##### Dataset extract #####

//! Reference tokenizer.
//!
//! A reference is `<p>4_<name>` with `p` one of `m i l t r`, not preceded
//! by an ASCII alphanumeric. Name grammar per kind:
//!
//! - `m4_`, `i4_`, `t4_`: `[A-Za-z][A-Za-z0-9]*`
//! - `r4_`: `[a-z][a-z0-9_]*`
//! - `l4_`: `[modifier_]name` with modifier `[A-Za-z0-9]+` and name as above

use std::collections::BTreeSet;

use qt_types::{ObjectKind, ObjectName};

/// One reference found in a body.
#[derive(Debug, Clone, PartialEq, Eq)]
pub struct Token {
    pub kind: ObjectKind,
    /// Bare name; for registry tokens the raw key with underscores.
    pub name: String,
    /// Language render modifier (`"Ejs"` in `l4_Ejs_warn`).
    pub modifier: Option<String>,
    /// The exact text the token was read from.
    pub text: String,
}

impl Token {
    /// Canonical object name, or `None` for registry keys that are not valid
    /// object names.
    pub fn object_name(&self) -> Option<ObjectName> {
        ObjectName::new(self.kind, &self.name).ok()
    }
}

/// Alternating literals and tokens: `literals.len() == tokens.len() + 1`,
/// token `i` sits between `literals[i]` and `literals[i + 1]`.
#[derive(Debug, Clone, PartialEq, Eq)]
pub struct Split<'a> {
    pub literals: Vec<&'a str>,
    pub tokens: Vec<Token>,
}

/// Quick test for any reference marker.
pub fn has_marker(text: &str) -> bool {
    text.contains("4_")
}

/// Split `text` into literals and tokens.
pub fn split(text: &str) -> Split<'_> {
    let bytes = text.as_bytes();
    let mut literals = Vec::new();
    let mut tokens = Vec::new();
    let mut literal_start = 0;
    let mut i = 0;
    while i + 2 < bytes.len() {
        if let Some((token, end)) = token_at(text, i) {
            literals.push(&text[literal_start..i]);
            tokens.push(token);
            literal_start = end;
            i = end;
        } else {
            i += 1;
        }
    }
    literals.push(&text[literal_start..]);
    Split { literals, tokens }
}

/// Distinct stored-object names referenced by `text`.
pub fn references(text: &str) -> BTreeSet<ObjectName> {
    if !has_marker(text) {
        return BTreeSet::new();
    }
    split(text)
        .tokens
        .iter()
        .filter(|t| t.kind.is_stored())
        .filter_map(Token::object_name)
        .collect()
}

fn token_at(text: &str, start: usize) -> Option<(Token, usize)> {
    let bytes = text.as_bytes();
    if !bytes.get(start).is_some_and(|b| b"milrt".contains(b)) {
        return None;
    }
    if bytes.get(start + 1) != Some(&b'4') || bytes.get(start + 2) != Some(&b'_') {
        return None;
    }
    if start > 0 && bytes[start - 1].is_ascii_alphanumeric() {
        return None;
    }
    let kind = ObjectKind::from_prefix(&text[start..start + 2])?;
    let body = start + 3;
    let (name, modifier, end) = match kind {
        ObjectKind::Registry => {
            let end = scan(bytes, body, |b| {
                b.is_ascii_lowercase() || b.is_ascii_digit() || b == b'_'
            });
            if !bytes.get(body).is_some_and(u8::is_ascii_lowercase) {
                return None;
            }
            (&text[body..end], None, end)
        }
        ObjectKind::Lgcode => {
            let first = scan(bytes, body, |b| b.is_ascii_alphanumeric());
            if first == body {
                return None;
            }
            let second_start = first + 1;
            let second_ok = bytes.get(first) == Some(&b'_')
                && bytes.get(second_start).is_some_and(u8::is_ascii_alphabetic);
            if second_ok {
                let second = scan(bytes, second_start, |b| b.is_ascii_alphanumeric());
                (
                    &text[second_start..second],
                    Some(text[body..first].to_string()),
                    second,
                )
            } else if bytes[body].is_ascii_alphabetic() {
                (&text[body..first], None, first)
            } else {
                return None;
            }
        }
        _ => {
            if !bytes.get(body).is_some_and(u8::is_ascii_alphabetic) {
                return None;
            }
            let end = scan(bytes, body, |b| b.is_ascii_alphanumeric());
            (&text[body..end], None, end)
        }
    };
    let token = Token {
        kind,
        name: name.to_string(),
        modifier,
        text: text[start..end].to_string(),
    };
    Some((token, end))
}

fn scan(bytes: &[u8], from: usize, accept: impl Fn(u8) -> bool) -> usize {
    let mut end = from;
    while end < bytes.len() && accept(bytes[end]) {
        end += 1;
    }
    end
}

#####

§ **Your objective**:
Every entry must be quoted exactly as it appears above.

§ **Solution for this task**:
//! Reference tokenizer.
//!
//! A reference is `<p>4_<name>` with `p` one of `m i l t r`, not preceded
//! by an ASCII alphanumeric. Name grammar per kind:
//!
//! - `m4_`, `i4_`, `t4_`: `[A-Za-z][A-Za-z0-9]*`
//! - `r4_`: `[a-z][a-z0-9_]*`
//! - `l4_`: `[modifier_]name` with modifier `[A-Za-z0-9]+` and name as above

use std::collections::BTreeSet;

use qt_types::{ObjectKind, ObjectName};

/// One reference found in a body.
#[derive(Debug, Clone, PartialEq, Eq)]
pub struct Token {
    pub kind: ObjectKind,
    /// Bare name; for registry tokens the raw key with underscores.
    pub name: String,
    /// Language render modifier (`"Ejs"` in `l4_Ejs_warn`).
    pub modifier: Option<String>,
    /// The exact text the token was read from.
    pub text: String,
}

impl Token {
    /// Canonical object name, or `None` for registry keys that are not valid
    /// object names.
    pub fn object_name(&self) -> Option<ObjectName> {
        ObjectName::new(self.kind, &self.name).ok()
    }
}

/// Alternating literals and tokens: `literals.len() == tokens.len() + 1`,
/// token `i` sits between `literals[i]` and `literals[i + 1]`.
#[derive(Debug, Clone, PartialEq, Eq)]
pub struct Split<'a> {
    pub literals: Vec<&'a str>,
    pub tokens: Vec<Token>,
}

/// Quick test for any reference marker.
pub fn has_marker(text: &str) -> bool {
    text.contains("4_")
}

/// Split `text` into literals and tokens.
pub fn split(text: &str) -> Split<'_> {
    let bytes = text.as_bytes();
    let mut literals = Vec::new();
    let mut tokens = Vec::new();
    let mut literal_start = 0;
    let mut i = 0;
    while i + 2 < bytes.len() {
        if let Some((token, end)) = token_at(text, i) {
            literals.push(&text[literal_start..i]);
            tokens.push(token);
            literal_start = end;
            i = end;
        } else {
            i += 1;
        }
    }
    literals.push(&text[literal_start..]);
    Split { literals, tokens }
}

/// Distinct stored-object names referenced by `text`.
pub fn references(text: &str) -> BTreeSet<ObjectName> {
    if !has_marker(text) {
        return BTreeSet::new();
    }
    split(text)
        .tokens
        .iter()
        .filter(|t| t.kind.is_stored())
        .filter_map(Token::object_name)
        .collect()
}

fn token_at(text: &str, start: usize) -> Option<(Token, usize)> {
    let bytes = text.as_bytes();
    if !bytes.get(start).is_some_and(|b| b"milrt".contains(b)) {
        return None;
    }
    if bytes.get(start + 1) != Some(&b'4') || bytes.get(start + 2) != Some(&b'_') {
        return None;
    }
    if start > 0 && bytes[start - 1].is_ascii_alphanumeric() {
        return None;
    }
    let kind = ObjectKind::from_prefix(&text[start..start + 2])?;
    let body = start + 3;
    let (name, modifier, end) = match kind {
        ObjectKind::Registry => {
            let end = scan(bytes, body, |b| {
                b.is_ascii_lowercase() || b.is_ascii_digit() || b == b'_'
            });
            if !bytes.get(body).is_some_and(u8::is_ascii_lowercase) {
                return None;
            }
            (&text[body..end], None, end)
        }
        ObjectKind::Lgcode => {
            let first = scan(bytes, body, |b| b.is_ascii_alphanumeric());
            if first == body {
                return None;
            }
            let second_start = first + 1;
            let second_ok = bytes.get(first) == Some(&b'_')
                && bytes.get(second_start).is_some_and(u8::is_ascii_alphabetic);
            if second_ok {
                let second = scan(bytes, second_start, |b| b.is_ascii_alphanumeric());
                (
                    &text[second_start..second],
                    Some(text[body..first].to_string()),
                    second,
                )
            } else if bytes[body].is_ascii_alphabetic() {
                (&text[body..first], None, first)
            } else {
                return None;
            }
        }
        _ => {
            if !bytes.get(body).is_some_and(u8::is_ascii_alphabetic) {
                return None;
            }
            let end = scan(bytes, body, |b| b.is_ascii_alphanumeric());
            (&text[body..end], None, end)
        }
    };
    let token = Token {
        kind,
        name: name.to_string(),
        modifier,
        text: text[start..end].to_string(),
    };
    Some((token, end))
}

fn scan(bytes: &[u8], from: usize, accept: impl Fn(u8) -> bool) -> usize {
    let mut end = from;
    while end < bytes.len() && accept(bytes[end]) {
        end += 1;
    }
    end
}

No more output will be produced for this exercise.